Introduce Andrea Zatti, Rettore del Collegio F.lli Cairoli.

"Dopo la morte del millenario Adàm, Eva – la Primamà, la prima donna – resta sola nel paese Senzanome a raccontare storie, curare con le erbe, dare forma nell’argilla ai defunti. La sua voce antica e sapiente risale la corrente dei secoli e riscrive la genesi del mondo da una prospettiva nuova: quella delle donne, dello spirito femminile che scorre nella terra, nell’acqua, nella memoria. In un villaggio sospeso nel tempo, dove gli uomini venerano un dio punitivo e le donne si affidano alla Mamagrànda del mondo-di-sotto, Primamà si oppone all’ordine patriarcale educando le giovani all’ascolto, accompagnandole nei sentieri dell’immaginazione e della libertà. Nelle sue storiebelòrie – in cui il mito si fonde con il reale e il presente può spiegare il passato – ritroviamo il volto delle nonnàve di ogni tempo, la loro competenza in fatto di disgrazie e speranze, la sapienza nel conservare i racconti, la fede antica a cui rivolgersi nel bisogno.

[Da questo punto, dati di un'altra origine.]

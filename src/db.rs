use sqlx::{MySqlPool, mysql::MySqlPoolOptions};
use tracing::info;

use crate::config::Config;

pub async fn init_db(config: &Config) -> Result<MySqlPool, sqlx::Error> {
    let pool = MySqlPoolOptions::new()
        .max_connections(config.db_max_connections)
        .connect(&config.database_url)
        .await?;
    info!(max_connections = config.db_max_connections, "Database pool ready");
    Ok(pool)
}
use chrono::{DateTime, NaiveDate, Utc};
use serde::{Deserialize, Serialize};
use strum_macros::{AsRefStr, Display, EnumString};
use utoipa::ToSchema;

use crate::{error::AppError, model::parse_column};

#[derive(
    Debug, Copy, Clone, Eq, PartialEq, Serialize, Deserialize, Display, EnumString, AsRefStr, ToSchema,
)]
#[serde(rename_all = "snake_case")]
#[strum(serialize_all = "snake_case")]
pub enum TaskStatus {
    Pending,
    InProgress,
    Completed,
}

#[derive(
    Debug, Copy, Clone, Eq, PartialEq, Serialize, Deserialize, Display, EnumString, AsRefStr, ToSchema,
)]
#[serde(rename_all = "lowercase")]
#[strum(serialize_all = "lowercase")]
pub enum TaskPriority {
    Low,
    Medium,
    High,
}

#[derive(Debug, sqlx::FromRow)]
pub struct TaskRow {
    pub id: u64,
    pub title: String,
    pub description: Option<String>,
    pub status: String,
    pub priority: String,
    pub assigned_to_id: u64,
    pub created_by_id: u64,
    pub due_date: Option<NaiveDate>,
    pub completed_at: Option<DateTime<Utc>>,
    pub created_at: DateTime<Utc>,
}

pub const TASK_COLUMNS: &str = "id, title, description, status, priority, assigned_to_id, \
     created_by_id, due_date, completed_at, created_at";

#[derive(Debug, Serialize, ToSchema)]
pub struct Task {
    pub id: u64,
    #[schema(example = "Prepare onboarding checklist")]
    pub title: String,
    pub description: Option<String>,
    pub status: TaskStatus,
    pub priority: TaskPriority,
    pub assigned_to_id: u64,
    pub created_by_id: u64,
    #[schema(value_type = Option<String>)]
    pub due_date: Option<NaiveDate>,
    #[schema(value_type = Option<String>)]
    pub completed_at: Option<DateTime<Utc>>,
    #[schema(value_type = String)]
    pub created_at: DateTime<Utc>,
}

impl Task {
    pub fn can_view(&self, user_id: u64, is_admin: bool) -> bool {
        is_admin || self.assigned_to_id == user_id || self.created_by_id == user_id
    }

    pub fn can_update_status(&self, user_id: u64, is_admin: bool) -> bool {
        is_admin || self.assigned_to_id == user_id
    }
}

impl TryFrom<TaskRow> for Task {
    type Error = AppError;

    fn try_from(row: TaskRow) -> Result<Self, Self::Error> {
        Ok(Self {
            status: parse_column(&row.status, "tasks.status")?,
            priority: parse_column(&row.priority, "tasks.priority")?,
            id: row.id,
            title: row.title,
            description: row.description,
            assigned_to_id: row.assigned_to_id,
            created_by_id: row.created_by_id,
            due_date: row.due_date,
            completed_at: row.completed_at,
            created_at: row.created_at,
        })
    }
}

#[cfg(test)]
mod tests {
    use super::*;

    fn task(assigned_to_id: u64, created_by_id: u64) -> Task {
        Task {
            id: 1,
            title: "Prepare onboarding checklist".into(),
            description: None,
            status: TaskStatus::Pending,
            priority: TaskPriority::Medium,
            assigned_to_id,
            created_by_id,
            due_date: None,
            completed_at: None,
            created_at: Utc::now(),
        }
    }

    #[test]
    fn creator_views_but_only_assignee_updates() {
        let task = task(2, 3);
        assert!(task.can_view(2, false));
        assert!(task.can_view(3, false));
        assert!(!task.can_view(4, false));
        assert!(task.can_update_status(2, false));
        assert!(!task.can_update_status(3, false));
    }

    #[test]
    fn admins_bypass_ownership() {
        let task = task(2, 3);
        assert!(task.can_view(9, true));
        assert!(task.can_update_status(9, true));
    }
}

Primamà è un’Eva millenaria che cerca di resistere, ricordare, tramandare, protagonista di un romanzo sovversivo sulla forza delle parole, una storia di ribellione che riscrive l’intera storia del mondo come fosse quella di ciascuno di noi. Un inno all’energia femminile, al racconto come atto di resistenza, e alla possibilità di un nuovo inizio". (Dalla quarta di copertina).

Laura Pariani (1951) si è dedicata dagli anni Settanta alla pittura e al fumetto; dagli anni Novanta soprattutto alla narrativa. Tra i suoi ultimi romanzi: Questo viaggio chiamavamo amore (2015), Che Guevara aveva un gallo (insieme a Nicola Fantini, 2016), “Domani è un altro giorno” disse Rossella O’Hara (2017), Di ferro e d’acciaio (2018). Per la sua opera ha ricevuto numerosi riconoscimenti, tra cui Premio Grinzane Cavour, Premio Selezione Campiello, Premio Piero Chiara, Premio Elsa Morante, Premio Mondello. Ha all’attivo una ventina di opere teatrali rappresentate in Italia e all’estero. Ha partecipato alla sceneggiatura del film di Gianni Amelio Così ridevano (Leone d’oro 1998).